=== Begin Enclosure ===

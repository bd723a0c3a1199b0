//! Local media collaborators
//!
//! Capture and the transport machinery live outside the negotiation core. The
//! core only needs a borrowed [`MediaTrack`] and a [`TransportBackend`] that can
//! produce DTLS/RTP parameters; simulated implementations of both are provided
//! for the command-line client and the tests.

mod backend;
mod capture;

pub use backend::{BackendEvent, MediaTrackSummary, SimulatedBackend, TransportBackend};
pub use capture::{MediaCapture, MediaConstraints, SyntheticCapture};

use serde::{Deserialize, Serialize};
use std::fmt;
use std::str::FromStr;
use std::sync::atomic::{AtomicBool, Ordering};
use std::sync::Arc;

use crate::types::TrackId;

/// Media track kind
#[derive(Debug, Clone, Copy, PartialEq, Eq, Hash, Serialize, Deserialize)]
#[serde(rename_all = "lowercase")]
pub enum MediaKind {
    Audio,
    Video,
}

impl MediaKind {
    #[must_use]
    pub const fn as_str(self) -> &'static str {
        match self {
            Self::Audio => "audio",
            Self::Video => "video",
        }
    }
}

impl fmt::Display for MediaKind {
    fn fmt(&self, f: &mut fmt::Formatter<'_>) -> fmt::Result {
        f.write_str(self.as_str())
    }
}

impl FromStr for MediaKind {
    type Err = String;

    fn from_str(s: &str) -> Result<Self, Self::Err> {
        match s.to_ascii_lowercase().as_str() {
            "audio" => Ok(Self::Audio),
            "video" => Ok(Self::Video),
            other => Err(format!("unknown media kind '{other}'")),
        }
    }
}

/// Handle to a captured track.
///
/// The capture side owns the track's lifetime; clones share the same ended
/// flag, so the negotiation core observes when the owner stops it.
#[derive(Debug, Clone)]
pub struct MediaTrack {
    id: TrackId,
    kind: MediaKind,
    label: String,
    ended: Arc<AtomicBool>,
}

impl MediaTrack {
    pub fn new(kind: MediaKind, label: impl Into<String>) -> Self {
        Self {
            id: TrackId::new(uuid::Uuid::new_v4().to_string()),
            kind,
            label: label.into(),
            ended: Arc::new(AtomicBool::new(false)),
        }
    }

    #[must_use]
    pub const fn id(&self) -> &TrackId {
        &self.id
    }

    #[must_use]
    pub const fn kind(&self) -> MediaKind {
        self.kind
    }

    #[must_use]
    pub fn label(&self) -> &str {
        &self.label
    }

    #[must_use]
    pub fn is_ended(&self) -> bool {
        self.ended.load(Ordering::Acquire)
    }

    /// End the track. Only the capture owner should call this.
    pub fn stop(&self) {
        self.ended.store(true, Ordering::Release);
    }
}

#[cfg(test)]
mod tests {
    use super::*;

    #[test]
    fn test_media_kind_parsing() {
        assert_eq!("Video".parse::<MediaKind>().unwrap(), MediaKind::Video);
        assert_eq!("audio".parse::<MediaKind>().unwrap(), MediaKind::Audio);
        assert!("screen".parse::<MediaKind>().is_err());
        assert_eq!(serde_json::to_string(&MediaKind::Audio).unwrap(), "\"audio\"");
    }

    #[test]
    fn test_stop_is_visible_through_clones() {
        let track = MediaTrack::new(MediaKind::Video, "camera");
        let borrowed = track.clone();
        assert!(!borrowed.is_ended());
        track.stop();
        assert!(borrowed.is_ended());
        assert_eq!(borrowed.id(), track.id());
    }
}
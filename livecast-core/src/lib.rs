//! Client-side negotiation core for publishing a live media track through a
//! media-routing server.

pub mod config;
pub mod error;
pub mod logging;
pub mod media;
pub mod negotiation;
pub mod roster;
pub mod session;
pub mod signaling;
pub mod status;
pub mod types;

pub use config::Config;
pub use error::{CaptureError, Error, Result};
pub use negotiation::{Device, Producer};
pub use session::{RtpStats, Session};
pub use signaling::SignalingChannel;
pub use status::{SessionStatus, StatusCell};
//! Capability and parameter descriptors exchanged with the router
//!
//! Field names follow the router's camelCase JSON.

use serde::{Deserialize, Serialize};
use serde_json::{Map, Value};

use crate::media::MediaKind;
use crate::types::TransportId;

#[derive(Debug, Clone, PartialEq, Eq, Serialize, Deserialize)]
pub struct RtcpFeedback {
    #[serde(rename = "type")]
    pub kind: String,
    #[serde(default, skip_serializing_if = "String::is_empty")]
    pub parameter: String,
}

#[derive(Debug, Clone, PartialEq, Serialize, Deserialize)]
#[serde(rename_all = "camelCase")]
pub struct RtpCodecCapability {
    pub kind: MediaKind,
    pub mime_type: String,
    #[serde(default, skip_serializing_if = "Option::is_none")]
    pub preferred_payload_type: Option<u8>,
    pub clock_rate: u32,
    #[serde(default, skip_serializing_if = "Option::is_none")]
    pub channels: Option<u8>,
    #[serde(default, skip_serializing_if = "Map::is_empty")]
    pub parameters: Map<String, Value>,
    #[serde(default, skip_serializing_if = "Vec::is_empty")]
    pub rtcp_feedback: Vec<RtcpFeedback>,
}

impl RtpCodecCapability {
    /// Codec name after the `kind/` prefix, e.g. `VP8`
    #[must_use]
    pub fn codec_name(&self) -> &str {
        self.mime_type
            .split_once('/')
            .map_or(self.mime_type.as_str(), |(_, name)| name)
    }

    /// Retransmission pseudo-codec, never a primary send codec
    #[must_use]
    pub fn is_rtx(&self) -> bool {
        self.codec_name().eq_ignore_ascii_case("rtx")
    }
}

#[derive(Debug, Clone, PartialEq, Eq, Serialize, Deserialize)]
#[serde(rename_all = "camelCase")]
pub struct RtpHeaderExtension {
    pub kind: MediaKind,
    pub uri: String,
    pub preferred_id: u16,
    #[serde(default, skip_serializing_if = "Option::is_none")]
    pub direction: Option<String>,
}

#[derive(Debug, Clone, Default, PartialEq, Serialize, Deserialize)]
#[serde(rename_all = "camelCase")]
pub struct RtpCapabilities {
    #[serde(default)]
    pub codecs: Vec<RtpCodecCapability>,
    #[serde(default)]
    pub header_extensions: Vec<RtpHeaderExtension>,
}

#[derive(Debug, Clone, PartialEq, Serialize, Deserialize)]
#[serde(rename_all = "camelCase")]
pub struct RtpCodecParameters {
    pub mime_type: String,
    pub payload_type: u8,
    pub clock_rate: u32,
    #[serde(default, skip_serializing_if = "Option::is_none")]
    pub channels: Option<u8>,
    #[serde(default, skip_serializing_if = "Map::is_empty")]
    pub parameters: Map<String, Value>,
    #[serde(default, skip_serializing_if = "Vec::is_empty")]
    pub rtcp_feedback: Vec<RtcpFeedback>,
}

#[derive(Debug, Clone, PartialEq, Eq, Serialize, Deserialize)]
pub struct RtpHeaderExtensionParameters {
    pub uri: String,
    pub id: u16,
}

#[derive(Debug, Clone, PartialEq, Eq, Serialize, Deserialize)]
pub struct RtpEncodingParameters {
    pub ssrc: u32,
}

#[derive(Debug, Clone, PartialEq, Eq, Serialize, Deserialize)]
#[serde(rename_all = "camelCase")]
pub struct RtcpParameters {
    pub cname: String,
    pub reduced_size: bool,
}

/// What a producer will send, derived from the device capabilities and the track
#[derive(Debug, Clone, PartialEq, Serialize, Deserialize)]
#[serde(rename_all = "camelCase")]
pub struct RtpParameters {
    #[serde(default, skip_serializing_if = "Option::is_none")]
    pub mid: Option<String>,
    pub codecs: Vec<RtpCodecParameters>,
    #[serde(default)]
    pub header_extensions: Vec<RtpHeaderExtensionParameters>,
    #[serde(default)]
    pub encodings: Vec<RtpEncodingParameters>,
    pub rtcp: RtcpParameters,
}

#[derive(Debug, Clone, Copy, PartialEq, Eq, Serialize, Deserialize)]
#[serde(rename_all = "lowercase")]
pub enum DtlsRole {
    Auto,
    Client,
    Server,
}

#[derive(Debug, Clone, PartialEq, Eq, Serialize, Deserialize)]
pub struct DtlsFingerprint {
    pub algorithm: String,
    pub value: String,
}

#[derive(Debug, Clone, PartialEq, Eq, Serialize, Deserialize)]
pub struct DtlsParameters {
    #[serde(default = "default_dtls_role")]
    pub role: DtlsRole,
    pub fingerprints: Vec<DtlsFingerprint>,
}

const fn default_dtls_role() -> DtlsRole {
    DtlsRole::Auto
}

#[derive(Debug, Clone, PartialEq, Eq, Serialize, Deserialize)]
#[serde(rename_all = "camelCase")]
pub struct IceParameters {
    pub username_fragment: String,
    pub password: String,
    #[serde(default)]
    pub ice_lite: bool,
}

#[derive(Debug, Clone, PartialEq, Eq, Serialize, Deserialize)]
#[serde(rename_all = "camelCase")]
pub struct IceCandidate {
    pub foundation: String,
    pub priority: u32,
    #[serde(alias = "address")]
    pub ip: String,
    pub protocol: String,
    pub port: u16,
    #[serde(rename = "type")]
    pub candidate_type: String,
    #[serde(default, skip_serializing_if = "Option::is_none")]
    pub tcp_type: Option<String>,
}

/// Server reply to `createWebRtcTransport`
#[derive(Debug, Clone, PartialEq, Eq, Serialize, Deserialize)]
#[serde(rename_all = "camelCase")]
pub struct TransportDescriptor {
    pub id: TransportId,
    pub ice_parameters: IceParameters,
    #[serde(default)]
    pub ice_candidates: Vec<IceCandidate>,
    pub dtls_parameters: DtlsParameters,
}

#[cfg(test)]
mod tests {
    use super::*;
    use serde_json::json;

    #[test]
    fn test_codec_capability_from_router_json() {
        let codec: RtpCodecCapability = serde_json::from_value(json!({
            "kind": "video",
            "mimeType": "video/VP8",
            "preferredPayloadType": 101,
            "clockRate": 90000,
            "rtcpFeedback": [{"type": "nack"}, {"type": "nack", "parameter": "pli"}]
        }))
        .unwrap();

        assert_eq!(codec.kind, MediaKind::Video);
        assert_eq!(codec.codec_name(), "VP8");
        assert_eq!(codec.rtcp_feedback.len(), 2);
        assert!(!codec.is_rtx());
    }

    #[test]
    fn test_transport_descriptor_accepts_address_alias() {
        let descriptor: TransportDescriptor = serde_json::from_value(json!({
            "id": "t-1",
            "iceParameters": {"usernameFragment": "u", "password": "p", "iceLite": true},
            "iceCandidates": [{
                "foundation": "udpcandidate",
                "priority": 1076302079,
                "address": "10.0.0.5",
                "protocol": "udp",
                "port": 40000,
                "type": "host"
            }],
            "dtlsParameters": {"fingerprints": [{"algorithm": "sha-256", "value": "AB:CD"}]}
        }))
        .unwrap();

        assert_eq!(descriptor.id.as_str(), "t-1");
        assert_eq!(descriptor.ice_candidates[0].ip, "10.0.0.5");
        assert_eq!(descriptor.dtls_parameters.role, DtlsRole::Auto);
        assert!(descriptor.ice_parameters.ice_lite);
    }
}
//! Session orchestrator
//!
//! Owns all negotiation state for one streaming session: the device, the send
//! transport and its producer. `start_streaming` sequences the pipeline and
//! `stop_stream` tears it down; the current [`SessionStatus`] is the only
//! summary exposed to observers.

use chrono::{DateTime, Utc};
use serde::Serialize;
use serde_json::Value;
use std::sync::atomic::{AtomicBool, Ordering};
use std::sync::Arc;
use std::time::Duration;
use tokio::sync::{watch, Mutex};
use tracing::{debug, info, instrument, warn};

use crate::config::StreamConfig;
use crate::media::{MediaTrack, TransportBackend};
use crate::negotiation::{
    CapabilityNegotiator, Device, Producer, ProducerController, SendTransport, TransportManager,
};
use crate::signaling::{events, SignalingChannel};
use crate::status::{SessionStatus, StatusCell};
use crate::types::SessionId;
use crate::{Error, Result};

/// Latest statistics pushed by the server
#[derive(Debug, Clone, Serialize)]
#[serde(rename_all = "camelCase")]
pub struct RtpStats {
    pub received_at: DateTime<Utc>,
    pub stats: Value,
}

/// Result of a finished negotiation attempt
enum Outcome {
    Live(Producer),
    Failed { status: SessionStatus, reason: String },
}

#[derive(Default)]
struct Pipeline {
    transport: Option<SendTransport>,
    last: Option<(u64, Outcome)>,
}

impl Pipeline {
    /// What `attempt` ended with, if it was the last one to finish.
    fn outcome_of(&self, attempt: u64) -> Option<Result<Producer>> {
        let (finished, outcome) = self.last.as_ref()?;
        if *finished != attempt {
            return None;
        }
        Some(match outcome {
            Outcome::Live(producer) => Ok(producer.clone()),
            Outcome::Failed { status, reason } => Err(Error::from_failure(*status, reason.clone())),
        })
    }
}

#[derive(Default)]
struct Attempts {
    started: u64,
    running: bool,
}

pub struct Session {
    id: SessionId,
    channel: Arc<SignalingChannel>,
    status: StatusCell,
    negotiator: CapabilityNegotiator,
    manager: Arc<TransportManager>,
    producers: ProducerController,
    pipeline: Mutex<Pipeline>,
    attempts: parking_lot::Mutex<Attempts>,
    joined: Arc<watch::Sender<bool>>,
    stats: Arc<parking_lot::Mutex<Option<RtpStats>>>,
    closed: AtomicBool,
}

impl Session {
    /// Create a session over `channel` and subscribe to the server's room pushes.
    ///
    /// Must run inside a tokio runtime.
    pub fn new(
        channel: Arc<SignalingChannel>,
        backend: Arc<dyn TransportBackend>,
        config: &StreamConfig,
    ) -> Self {
        let id = SessionId::new();
        let status = StatusCell::new();
        let manager = Arc::new(TransportManager::new(
            Arc::clone(&channel),
            backend,
            status.clone(),
            config.force_tcp,
        ));

        let (joined, _) = watch::channel(false);
        let joined = Arc::new(joined);
        let stats = Arc::new(parking_lot::Mutex::new(None));

        {
            let joined = Arc::clone(&joined);
            let session_id = id.clone();
            channel.on(events::JOINED, move |_| {
                info!(session_id = %session_id, "Joined room");
                joined.send_replace(true);
            });
        }
        {
            let stats = Arc::clone(&stats);
            let session_id = id.clone();
            channel.on(events::RTP_STATS, move |data| {
                debug!(session_id = %session_id, stats = %data, "RTP stats received");
                *stats.lock() = Some(RtpStats {
                    received_at: Utc::now(),
                    stats: data,
                });
            });
        }

        info!(session_id = %id, force_tcp = config.force_tcp, "Session created");

        Self {
            id,
            channel,
            status,
            negotiator: CapabilityNegotiator::new(),
            producers: ProducerController::new(Arc::clone(&manager)),
            manager,
            pipeline: Mutex::new(Pipeline::default()),
            attempts: parking_lot::Mutex::new(Attempts::default()),
            joined,
            stats,
            closed: AtomicBool::new(false),
        }
    }

    #[must_use]
    pub const fn id(&self) -> &SessionId {
        &self.id
    }

    #[must_use]
    pub fn status(&self) -> SessionStatus {
        self.status.get()
    }

    #[must_use]
    pub fn subscribe_status(&self) -> watch::Receiver<SessionStatus> {
        self.status.subscribe()
    }

    #[must_use]
    pub fn is_closed(&self) -> bool {
        self.closed.load(Ordering::Acquire)
    }

    #[must_use]
    pub fn channel(&self) -> &Arc<SignalingChannel> {
        &self.channel
    }

    /// Ask the server for room membership. A no-op once the room is joined.
    pub fn join_room(&self) -> Result<()> {
        if self.is_closed() {
            return Err(Error::SessionClosed);
        }
        if self.is_room_joined() {
            debug!(session_id = %self.id, "Room already joined");
            return Ok(());
        }
        self.channel.emit(events::JOIN_ROOM, Value::Null)
    }

    #[must_use]
    pub fn is_room_joined(&self) -> bool {
        *self.joined.borrow()
    }

    /// Wait for the server's `joined` push.
    pub async fn wait_until_joined(&self, timeout: Duration) -> Result<()> {
        let mut rx = self.joined.subscribe();
        let waited = tokio::time::timeout(timeout, rx.wait_for(|joined| *joined))
            .await
            .map(|joined| joined.map(|_| ()));
        match waited {
            Ok(Ok(())) => Ok(()),
            Ok(Err(_)) => Err(Error::SessionClosed),
            Err(_) => Err(Error::Timeout {
                event: events::JOINED.to_string(),
                after: timeout,
            }),
        }
    }

    #[must_use]
    pub fn latest_stats(&self) -> Option<RtpStats> {
        self.stats.lock().clone()
    }

    #[must_use]
    pub fn device(&self) -> Option<Arc<Device>> {
        self.negotiator.device()
    }

    /// Number of capability requests this session has sent
    #[must_use]
    pub fn capability_requests(&self) -> usize {
        self.negotiator.requests_sent()
    }

    pub async fn producer(&self) -> Option<Producer> {
        self.pipeline
            .lock()
            .await
            .transport
            .as_ref()
            .and_then(SendTransport::producer)
            .cloned()
    }

    /// Run the negotiation pipeline and publish `track`.
    ///
    /// Re-entry is idempotent: a loaded device is reused and a live producer is
    /// returned as is. After a failure the failed transport is discarded and
    /// negotiation restarts from `Idle`. Calls are serialized, and a call that
    /// queued behind a running attempt gets that attempt's result instead of
    /// starting another one. The track stays owned by the caller.
    #[instrument(skip_all, fields(session_id = %self.id, kind = %track.kind()))]
    pub async fn start_streaming(&self, track: &MediaTrack) -> Result<Producer> {
        if self.is_closed() {
            return Err(Error::SessionClosed);
        }

        let in_flight = {
            let attempts = self.attempts.lock();
            attempts.running.then_some(attempts.started)
        };

        let mut pipeline = self.pipeline.lock().await;
        if self.is_closed() {
            return Err(Error::SessionClosed);
        }

        if let Some(outcome) = in_flight.and_then(|attempt| pipeline.outcome_of(attempt)) {
            debug!(ok = outcome.is_ok(), "Returning result of the attempt already in flight");
            return outcome;
        }

        if self.status.get().is_live() {
            if let Some(producer) = pipeline.transport.as_ref().and_then(SendTransport::producer) {
                debug!(producer_id = %producer.id, "Already live, returning existing producer");
                return Ok(producer.clone());
            }
        }

        let attempt = {
            let mut attempts = self.attempts.lock();
            attempts.started += 1;
            attempts.running = true;
            attempts.started
        };

        let result = self.negotiate(&mut pipeline, track).await;
        let outcome = match &result {
            Ok(producer) => Outcome::Live(producer.clone()),
            Err(e) => Outcome::Failed {
                status: e.failure_status().unwrap_or_else(|| self.status.get()),
                reason: e.detail(),
            },
        };
        pipeline.last = Some((attempt, outcome));
        self.attempts.lock().running = false;

        result
    }

    async fn negotiate(&self, pipeline: &mut Pipeline, track: &MediaTrack) -> Result<Producer> {
        if self.status.get() != SessionStatus::Idle {
            info!(from = ?self.status.get(), "Restarting negotiation");
            self.status.reset()?;
        }
        if let Some(stale) = pipeline.transport.take() {
            debug!(transport_id = %stale.id(), state = %stale.state(), "Discarding previous transport");
        }

        let device = match self.negotiator.load(&self.channel).await {
            Ok(device) => device,
            Err(e) => {
                warn!(error = %e, "Capability negotiation failed");
                self.manager
                    .record_failure(SessionStatus::CapabilitiesError, &e);
                return Err(e);
            }
        };
        self.status.transition(SessionStatus::DeviceLoaded)?;

        let created = self.manager.create_transport(&device).await?;
        let transport = pipeline.transport.insert(created);

        self.producers.produce(transport, &device, track).await
    }

    /// Release the session: the channel is closed, in-flight steps end as
    /// `Cancelled`, the transport and producer are discarded and the status
    /// returns to `Idle`. Later `start_streaming` calls fail with `SessionClosed`.
    pub async fn stop_stream(&self) {
        if self.closed.swap(true, Ordering::AcqRel) {
            return;
        }

        self.status.close();
        self.channel.close();

        let discarded = self.pipeline.lock().await.transport.take();
        info!(
            session_id = %self.id,
            transport_id = ?discarded.as_ref().map(SendTransport::id),
            "Session stopped"
        );
    }
}

impl std::fmt::Debug for Session {
    fn fmt(&self, f: &mut std::fmt::Formatter<'_>) -> std::fmt::Result {
        f.debug_struct("Session")
            .field("id", &self.id)
            .field("status", &self.status.get())
            .field("closed", &self.is_closed())
            .finish_non_exhaustive()
    }
}
use config::{Config as ConfigBuilder, ConfigError, Environment, File};
use serde::{Deserialize, Serialize};
use std::path::Path;
use std::time::Duration;

use crate::logging::{parse_level, LogFormat};
use crate::media::MediaConstraints;

/// Client configuration
#[derive(Debug, Clone, Default, Serialize, Deserialize)]
#[serde(default)]
pub struct Config {
    pub signaling: SignalingConfig,
    pub stream: StreamConfig,
    pub roster: RosterConfig,
    pub logging: LoggingConfig,
}

#[derive(Debug, Clone, Serialize, Deserialize)]
#[serde(default)]
pub struct SignalingConfig {
    /// WebSocket URL of the media-routing server
    pub url: String,
    pub connect_timeout_seconds: u64,
    /// Bound on each acknowledgment round trip
    pub request_timeout_seconds: u64,
    /// How long to wait for the server's `joined` push
    pub join_timeout_seconds: u64,
}

impl Default for SignalingConfig {
    fn default() -> Self {
        Self {
            url: "ws://localhost:4000/signaling".to_string(),
            connect_timeout_seconds: 5,
            request_timeout_seconds: 10,
            join_timeout_seconds: 5,
        }
    }
}

impl SignalingConfig {
    #[must_use]
    pub const fn connect_timeout(&self) -> Duration {
        Duration::from_secs(self.connect_timeout_seconds)
    }

    #[must_use]
    pub const fn request_timeout(&self) -> Duration {
        Duration::from_secs(self.request_timeout_seconds)
    }

    #[must_use]
    pub const fn join_timeout(&self) -> Duration {
        Duration::from_secs(self.join_timeout_seconds)
    }
}

#[derive(Debug, Clone, Serialize, Deserialize)]
#[serde(default)]
pub struct StreamConfig {
    /// Ask the server for a TCP-only transport
    pub force_tcp: bool,
    pub audio: bool,
    pub video: bool,
}

impl Default for StreamConfig {
    fn default() -> Self {
        Self {
            force_tcp: false,
            audio: true,
            video: true,
        }
    }
}

impl StreamConfig {
    #[must_use]
    pub const fn constraints(&self) -> MediaConstraints {
        MediaConstraints {
            audio: self.audio,
            video: self.video,
        }
    }
}

#[derive(Debug, Clone, Serialize, Deserialize)]
#[serde(default)]
pub struct RosterConfig {
    pub enabled: bool,
    /// Base URL of the roster HTTP endpoints
    pub base_url: String,
    pub user_name: String,
    pub user_id: String,
    pub request_timeout_seconds: u64,
}

impl Default for RosterConfig {
    fn default() -> Self {
        Self {
            enabled: false,
            base_url: "http://localhost:4000".to_string(),
            user_name: String::new(),
            user_id: String::new(),
            request_timeout_seconds: 10,
        }
    }
}

impl RosterConfig {
    #[must_use]
    pub const fn request_timeout(&self) -> Duration {
        Duration::from_secs(self.request_timeout_seconds)
    }
}

#[derive(Debug, Clone, Serialize, Deserialize)]
#[serde(default)]
pub struct LoggingConfig {
    pub level: String,
    pub format: String, // "json" or "pretty"
    pub file_path: Option<String>,
}

impl Default for LoggingConfig {
    fn default() -> Self {
        Self {
            level: "info".to_string(),
            format: "pretty".to_string(),
            file_path: None,
        }
    }
}

impl Config {
    /// Load configuration from multiple sources with priority:
    /// 1. Environment variables (highest priority)
    /// 2. Config file (if provided)
    /// 3. Defaults (lowest priority)
    pub fn load(config_file: Option<&str>) -> Result<Self, ConfigError> {
        let mut builder = ConfigBuilder::builder();

        if let Some(path) = config_file {
            if Path::new(path).exists() {
                builder = builder.add_source(File::with_name(path));
            }
        }

        // LIVECAST_SIGNALING__URL, LIVECAST_STREAM__FORCE_TCP, ...
        builder = builder.add_source(
            Environment::with_prefix("LIVECAST")
                .prefix_separator("_")
                .separator("__")
                .try_parsing(true),
        );

        let config = builder.build()?;
        config.try_deserialize()
    }

    /// Load from environment variables only
    pub fn from_env() -> Result<Self, ConfigError> {
        Self::load(None)
    }

    /// Load from file path
    pub fn from_file(path: &str) -> Result<Self, ConfigError> {
        Self::load(Some(path))
    }

    /// Check for misconfigurations, collecting every problem found.
    pub fn validate(&self) -> Result<(), Vec<String>> {
        let mut errors = Vec::new();

        match url::Url::parse(&self.signaling.url) {
            Ok(url) if matches!(url.scheme(), "ws" | "wss") => {}
            Ok(url) => errors.push(format!(
                "signaling.url must use ws or wss, got '{}'",
                url.scheme()
            )),
            Err(e) => errors.push(format!("signaling.url is invalid: {e}")),
        }
        if self.signaling.request_timeout_seconds == 0 {
            errors.push("signaling.request_timeout_seconds must be positive".to_string());
        }
        if self.signaling.connect_timeout_seconds == 0 {
            errors.push("signaling.connect_timeout_seconds must be positive".to_string());
        }

        if !self.stream.audio && !self.stream.video {
            errors.push("stream: at least one of audio or video must be enabled".to_string());
        }

        if self.roster.enabled {
            if let Err(e) = url::Url::parse(&self.roster.base_url) {
                errors.push(format!("roster.base_url is invalid: {e}"));
            }
            if self.roster.user_name.trim().is_empty() {
                errors.push("roster.user_name is required when the roster is enabled".to_string());
            }
        }

        if self.logging.format.parse::<LogFormat>().is_err() {
            errors.push(format!(
                "logging.format must be 'json' or 'pretty', got '{}'",
                self.logging.format
            ));
        }
        if let Err(e) = parse_level(&self.logging.level) {
            errors.push(format!("logging.level: {e}"));
        }

        if errors.is_empty() {
            Ok(())
        } else {
            Err(errors)
        }
    }
}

=== End Enclosure ===

(Task item) Return only the lines between the one holding "return Err(e);" and the one holding "steps end as", inclusive, exactly as they appear above.

(Answer space)
                return Err(e);
            }
        };
        self.status.transition(SessionStatus::DeviceLoaded)?;

        let created = self.manager.create_transport(&device).await?;
        let transport = pipeline.transport.insert(created);

        self.producers.produce(transport, &device, track).await
    }

    /// Release the session: the channel is closed, in-flight steps end as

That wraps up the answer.